*TASK STATEMENT*: Retype all of the records precisely.

*DATA TO USE*:
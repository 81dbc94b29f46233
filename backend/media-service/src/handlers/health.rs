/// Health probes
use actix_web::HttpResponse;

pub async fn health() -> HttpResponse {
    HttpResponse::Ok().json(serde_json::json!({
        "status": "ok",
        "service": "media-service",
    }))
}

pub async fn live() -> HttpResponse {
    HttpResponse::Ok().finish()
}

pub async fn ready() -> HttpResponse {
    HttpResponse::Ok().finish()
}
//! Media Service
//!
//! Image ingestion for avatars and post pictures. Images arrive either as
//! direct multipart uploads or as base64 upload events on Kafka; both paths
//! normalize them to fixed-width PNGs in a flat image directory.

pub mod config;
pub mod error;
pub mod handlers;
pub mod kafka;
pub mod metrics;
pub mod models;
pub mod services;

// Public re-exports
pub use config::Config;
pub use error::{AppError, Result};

*REPLY*:
repository 81dbc94b29f46233
filename backend/media-service/src/handlers/health.rs
/// Health probes
use actix_web::HttpResponse;

pub async fn health() -> HttpResponse {
    HttpResponse::Ok().json(serde_json::json!({
        "status": "ok",
        "service": "media-service",
    }))
}

pub async fn live() -> HttpResponse {
    HttpResponse::Ok().finish()
}

pub async fn ready() -> HttpResponse {
    HttpResponse::Ok().finish()
}
//! Media Service
//!
//! Image ingestion for avatars and post pictures. Images arrive either as
//! direct multipart uploads or as base64 upload events on Kafka; both paths
//! normalize them to fixed-width PNGs in a flat image directory.

pub mod config;
pub mod error;
pub mod handlers;
pub mod kafka;
pub mod metrics;
pub mod models;
pub mod services;

// Public re-exports
pub use config::Config;
pub use error::{AppError, Result};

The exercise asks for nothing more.